FCI products include gas mass flow meters, air flow meters, biogas flow meters, thermal mass flow meters, gas flow switches, liquid flow switches, flow sensors, level switches, and flow conditioners. FCI Aerospace products include sensors, meters and switches for liquid level, flow, temperature, and pressure.

FCI's quality management system is ISO 9001 and AS 9100 certified..

FCI operates a NIST flow calibration laboratory with 19 precision flow stands. FCI utilizes these precision flow stands to flow actual gases and reference fluids matched to the temperature, process conditions, and line size of individual customers' flow meter applications.

The company has subsidiaries in Tilburg, Netherlands and Beijing, China. FCI is represented in 105 countries and has full factory service centers located in the United States, Europe, Asia, and the Middle East.

==History==
FCI was founded in 1964 in Canoga Park, California by Robert (Bob) Deane and Malcom (Mac) McQueen.

In 1978, FCI began its nuclear division to deliver level, flow, and temperature measurement solutions to the nuclear power industry. These products have the certifications and credentials that comply with global standards for nuclear plant installations.

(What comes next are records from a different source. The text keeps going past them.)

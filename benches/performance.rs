// SPDX-License-Identifier: Apache-2.0
// Copyright (c) 2025 Polyframe Inc.

//! Performance benchmarks

use criterion::{black_box, criterion_group, criterion_main, BenchmarkId, Criterion};
use nalgebra::{Matrix4, Point3, Rotation3, Vector3};
use rand::rngs::StdRng;
use rand::{Rng, SeedableRng};
use ubx::geometry::{Aabb, Obb, PointCloud};
use ubx::operator::{plan, Grouping, VolumeKind};
use ubx::{KernelConfig, SceneObject};

const SIZES: [usize; 3] = [1_000, 100_000, 1_000_000];

/// Stretched, rotated point cloud
fn cloud(len: usize) -> PointCloud {
    let mut rng = StdRng::seed_from_u64(7);
    let rotation = Rotation3::from_euler_angles(0.3, -0.7, 1.1);
    (0..len)
        .map(|_| {
            let local = Vector3::new(
                rng.gen_range(-4.0..4.0),
                rng.gen_range(-2.0..2.0),
                rng.gen_range(-1.0..1.0),
            );
            Point3::from(rotation * local)
        })
        .collect()
}

fn bench_aabb(c: &mut Criterion) {
    let mut group = c.benchmark_group("aabb");

    for &len in &SIZES {
        let points = cloud(len);
        group.bench_with_input(BenchmarkId::new("sequential", len), &points, |b, points| {
            b.iter(|| Aabb::from_cloud(black_box(points), false).unwrap());
        });
        group.bench_with_input(BenchmarkId::new("parallel", len), &points, |b, points| {
            b.iter(|| Aabb::from_cloud(black_box(points), true).unwrap());
        });
    }

    group.finish();
}

fn bench_obb(c: &mut Criterion) {
    let mut group = c.benchmark_group("obb");

    let sequential = KernelConfig {
        parallel_threshold: usize::MAX,
        ..KernelConfig::default()
    };
    let parallel = KernelConfig {
        parallel_threshold: 0,
        ..KernelConfig::default()
    };

    for &len in &SIZES {
        let points = cloud(len);
        group.bench_with_input(BenchmarkId::new("sequential", len), &points, |b, points| {
            b.iter(|| Obb::from_cloud(black_box(points), &sequential).unwrap());
        });
        group.bench_with_input(BenchmarkId::new("parallel", len), &points, |b, points| {
            b.iter(|| Obb::from_cloud(black_box(points), &parallel).unwrap());
        });
    }

    group.finish();
}

fn bench_plan(c: &mut Criterion) {
    let mut group = c.benchmark_group("plan");
    let config = KernelConfig::default();

    let objects: Vec<SceneObject> = (0..64)
        .map(|i| {
            let offset = Vector3::new(i as f64 * 3.0, 0.0, 0.0);
            SceneObject::new(
                format!("Rock.{:03}", i),
                Matrix4::new_translation(&offset),
                cloud(2_000).points().to_vec(),
            )
        })
        .collect();

    for kind in [VolumeKind::Aabb, VolumeKind::Obb] {
        group.bench_function(format!("{}_selection", kind), |b| {
            b.iter(|| plan(black_box(&objects), kind, Grouping::Selection, &config).unwrap());
        });
        group.bench_function(format!("{}_per_object", kind), |b| {
            b.iter(|| plan(black_box(&objects), kind, Grouping::PerObject, &config).unwrap());
        });
    }

    group.finish();
}

criterion_group!(benches, bench_aabb, bench_obb, bench_plan);
criterion_main!(benches);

In 1980, FCI relocated its corporate and manufacturing headquarters to San Marcos, California (near San Diego). In order to support FCI's increasing international customer base, the company opened the European Sales and Service Center in the Netherlands in 1993.

In 2001, FCI received AS 9100 certification. FCI's design, manufacturing and calibration systems, processes, and facilities are continuously reviewed and audited.

In 2010, Control Global Magazine Reader Choice awards for Thermal Flowmeters and Flow Switches were awarded to FCI.